- Work to be completed: Once you find the line with "for template in" in the data that follows, repeat it and every line after it exactly, through the line with "if let Some(content) = &file.content".

- Records provided:
——————————
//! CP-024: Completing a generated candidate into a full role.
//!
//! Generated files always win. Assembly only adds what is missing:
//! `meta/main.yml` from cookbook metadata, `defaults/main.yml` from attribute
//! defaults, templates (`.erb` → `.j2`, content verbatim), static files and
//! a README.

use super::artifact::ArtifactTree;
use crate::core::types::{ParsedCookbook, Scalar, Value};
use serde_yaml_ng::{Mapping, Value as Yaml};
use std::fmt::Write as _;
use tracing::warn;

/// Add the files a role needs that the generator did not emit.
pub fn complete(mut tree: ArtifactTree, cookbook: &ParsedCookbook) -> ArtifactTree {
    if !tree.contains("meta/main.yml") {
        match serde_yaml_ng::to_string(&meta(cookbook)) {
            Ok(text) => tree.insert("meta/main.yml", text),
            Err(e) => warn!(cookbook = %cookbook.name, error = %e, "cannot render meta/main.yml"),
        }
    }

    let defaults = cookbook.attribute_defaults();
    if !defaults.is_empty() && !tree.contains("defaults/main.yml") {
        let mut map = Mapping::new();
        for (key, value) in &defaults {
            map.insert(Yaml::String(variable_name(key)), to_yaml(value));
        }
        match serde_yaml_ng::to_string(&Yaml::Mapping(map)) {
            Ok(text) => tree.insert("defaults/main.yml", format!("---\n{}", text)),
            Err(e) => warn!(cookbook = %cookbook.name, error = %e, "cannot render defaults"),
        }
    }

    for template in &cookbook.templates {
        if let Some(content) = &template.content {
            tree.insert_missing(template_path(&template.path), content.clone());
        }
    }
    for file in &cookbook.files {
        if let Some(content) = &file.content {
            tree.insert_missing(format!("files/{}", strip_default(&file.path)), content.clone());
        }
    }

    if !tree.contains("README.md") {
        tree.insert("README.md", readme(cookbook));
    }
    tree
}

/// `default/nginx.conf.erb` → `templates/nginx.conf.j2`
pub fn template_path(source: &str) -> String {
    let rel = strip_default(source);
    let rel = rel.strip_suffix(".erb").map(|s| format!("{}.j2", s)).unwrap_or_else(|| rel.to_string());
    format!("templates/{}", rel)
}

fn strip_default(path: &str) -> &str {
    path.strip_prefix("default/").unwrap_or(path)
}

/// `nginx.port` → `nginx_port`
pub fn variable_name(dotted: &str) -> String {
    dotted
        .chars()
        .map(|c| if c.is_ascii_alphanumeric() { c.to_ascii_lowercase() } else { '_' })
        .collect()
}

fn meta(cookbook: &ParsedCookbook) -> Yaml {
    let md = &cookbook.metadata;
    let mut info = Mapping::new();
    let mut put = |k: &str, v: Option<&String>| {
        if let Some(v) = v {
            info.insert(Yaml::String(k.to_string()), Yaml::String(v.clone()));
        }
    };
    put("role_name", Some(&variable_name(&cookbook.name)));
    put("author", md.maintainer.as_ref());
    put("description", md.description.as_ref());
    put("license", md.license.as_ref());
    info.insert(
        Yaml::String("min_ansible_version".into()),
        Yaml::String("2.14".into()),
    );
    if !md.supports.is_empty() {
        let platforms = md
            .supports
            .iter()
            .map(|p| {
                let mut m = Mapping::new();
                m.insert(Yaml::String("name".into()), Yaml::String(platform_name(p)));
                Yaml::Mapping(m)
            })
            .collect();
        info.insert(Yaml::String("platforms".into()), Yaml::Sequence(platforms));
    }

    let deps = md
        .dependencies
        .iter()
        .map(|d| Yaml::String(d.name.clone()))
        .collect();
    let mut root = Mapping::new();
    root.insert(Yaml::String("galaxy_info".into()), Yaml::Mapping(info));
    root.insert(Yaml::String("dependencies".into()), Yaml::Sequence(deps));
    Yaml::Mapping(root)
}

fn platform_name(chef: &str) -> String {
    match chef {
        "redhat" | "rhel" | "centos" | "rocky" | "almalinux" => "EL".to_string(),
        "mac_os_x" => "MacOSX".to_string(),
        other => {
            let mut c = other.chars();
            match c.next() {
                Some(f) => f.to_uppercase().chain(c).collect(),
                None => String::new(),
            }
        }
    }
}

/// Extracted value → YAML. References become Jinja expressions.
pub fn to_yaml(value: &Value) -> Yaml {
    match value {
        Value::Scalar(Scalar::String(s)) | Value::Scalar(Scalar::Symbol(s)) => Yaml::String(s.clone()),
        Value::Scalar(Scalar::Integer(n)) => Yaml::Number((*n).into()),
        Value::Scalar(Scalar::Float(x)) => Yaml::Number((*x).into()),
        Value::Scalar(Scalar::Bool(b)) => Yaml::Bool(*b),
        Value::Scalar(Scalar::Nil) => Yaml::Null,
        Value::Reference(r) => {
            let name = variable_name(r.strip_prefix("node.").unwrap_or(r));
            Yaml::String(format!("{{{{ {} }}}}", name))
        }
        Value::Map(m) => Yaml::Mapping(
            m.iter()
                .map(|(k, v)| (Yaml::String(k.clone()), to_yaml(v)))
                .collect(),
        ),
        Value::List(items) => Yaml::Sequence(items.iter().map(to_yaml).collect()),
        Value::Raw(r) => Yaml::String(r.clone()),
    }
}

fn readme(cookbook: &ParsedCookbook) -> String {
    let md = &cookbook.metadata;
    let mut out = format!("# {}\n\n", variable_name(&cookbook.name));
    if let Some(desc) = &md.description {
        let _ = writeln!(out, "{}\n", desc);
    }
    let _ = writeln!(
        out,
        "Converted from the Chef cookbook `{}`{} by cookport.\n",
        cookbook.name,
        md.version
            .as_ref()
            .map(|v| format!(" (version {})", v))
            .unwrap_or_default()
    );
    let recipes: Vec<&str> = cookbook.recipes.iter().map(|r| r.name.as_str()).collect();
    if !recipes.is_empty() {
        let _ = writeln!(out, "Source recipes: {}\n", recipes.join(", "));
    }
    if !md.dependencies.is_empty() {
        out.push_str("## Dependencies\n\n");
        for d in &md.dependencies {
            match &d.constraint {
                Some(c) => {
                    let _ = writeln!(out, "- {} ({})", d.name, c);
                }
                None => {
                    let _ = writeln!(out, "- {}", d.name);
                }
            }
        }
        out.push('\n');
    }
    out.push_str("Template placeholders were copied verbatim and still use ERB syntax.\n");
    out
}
——————————
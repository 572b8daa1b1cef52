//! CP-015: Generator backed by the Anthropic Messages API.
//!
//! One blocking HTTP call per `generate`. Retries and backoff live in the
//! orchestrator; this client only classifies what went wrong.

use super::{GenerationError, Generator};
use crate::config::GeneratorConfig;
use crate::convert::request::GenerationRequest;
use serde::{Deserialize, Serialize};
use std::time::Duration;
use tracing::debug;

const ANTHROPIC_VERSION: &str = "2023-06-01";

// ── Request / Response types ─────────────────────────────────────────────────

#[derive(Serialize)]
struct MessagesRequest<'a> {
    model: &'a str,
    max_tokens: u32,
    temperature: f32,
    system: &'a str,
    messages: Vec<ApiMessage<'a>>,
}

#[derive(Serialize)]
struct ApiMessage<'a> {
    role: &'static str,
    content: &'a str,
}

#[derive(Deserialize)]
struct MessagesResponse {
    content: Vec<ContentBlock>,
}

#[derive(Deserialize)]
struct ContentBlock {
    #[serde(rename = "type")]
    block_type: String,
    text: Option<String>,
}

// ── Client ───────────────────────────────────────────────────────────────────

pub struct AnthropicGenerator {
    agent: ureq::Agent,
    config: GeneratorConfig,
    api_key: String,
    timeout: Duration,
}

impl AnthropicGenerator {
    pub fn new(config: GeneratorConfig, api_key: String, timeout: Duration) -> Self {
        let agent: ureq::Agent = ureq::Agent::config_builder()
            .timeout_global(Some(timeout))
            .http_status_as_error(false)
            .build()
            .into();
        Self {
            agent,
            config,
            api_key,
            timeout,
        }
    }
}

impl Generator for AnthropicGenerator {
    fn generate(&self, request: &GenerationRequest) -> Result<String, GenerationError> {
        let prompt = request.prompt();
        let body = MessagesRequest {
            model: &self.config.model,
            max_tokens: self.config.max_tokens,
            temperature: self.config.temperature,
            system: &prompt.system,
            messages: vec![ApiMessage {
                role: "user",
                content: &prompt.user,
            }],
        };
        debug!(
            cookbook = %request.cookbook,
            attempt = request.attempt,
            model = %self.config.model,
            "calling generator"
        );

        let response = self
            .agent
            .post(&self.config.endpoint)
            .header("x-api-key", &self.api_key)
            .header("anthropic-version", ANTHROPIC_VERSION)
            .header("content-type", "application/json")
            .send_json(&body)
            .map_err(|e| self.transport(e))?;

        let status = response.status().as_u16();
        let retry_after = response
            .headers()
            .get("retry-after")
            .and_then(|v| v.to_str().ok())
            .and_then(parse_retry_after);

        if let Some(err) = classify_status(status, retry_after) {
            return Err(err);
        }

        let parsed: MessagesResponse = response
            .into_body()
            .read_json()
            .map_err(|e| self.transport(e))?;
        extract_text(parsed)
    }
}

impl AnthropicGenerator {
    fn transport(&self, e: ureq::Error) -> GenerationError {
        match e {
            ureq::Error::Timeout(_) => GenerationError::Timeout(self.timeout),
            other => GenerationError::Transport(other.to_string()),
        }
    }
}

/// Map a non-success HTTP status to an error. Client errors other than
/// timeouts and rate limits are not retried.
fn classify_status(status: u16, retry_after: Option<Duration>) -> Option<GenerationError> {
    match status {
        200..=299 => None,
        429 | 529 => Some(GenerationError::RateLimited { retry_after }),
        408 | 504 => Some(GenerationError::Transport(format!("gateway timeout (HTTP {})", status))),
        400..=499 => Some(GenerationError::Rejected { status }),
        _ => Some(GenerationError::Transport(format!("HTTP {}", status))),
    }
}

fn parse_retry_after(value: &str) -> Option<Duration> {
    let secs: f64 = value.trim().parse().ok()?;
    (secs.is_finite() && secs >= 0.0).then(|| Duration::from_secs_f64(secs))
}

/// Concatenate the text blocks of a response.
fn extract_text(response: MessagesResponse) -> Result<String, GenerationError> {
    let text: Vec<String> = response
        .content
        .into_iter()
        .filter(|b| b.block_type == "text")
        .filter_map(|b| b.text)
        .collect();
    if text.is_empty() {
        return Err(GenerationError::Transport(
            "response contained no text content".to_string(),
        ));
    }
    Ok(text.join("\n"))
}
——————————
- Written reply:
    for template in &cookbook.templates {
        if let Some(content) = &template.content {
            tree.insert_missing(template_path(&template.path), content.clone());
        }
    }
    for file in &cookbook.files {
        if let Some(content) = &file.content {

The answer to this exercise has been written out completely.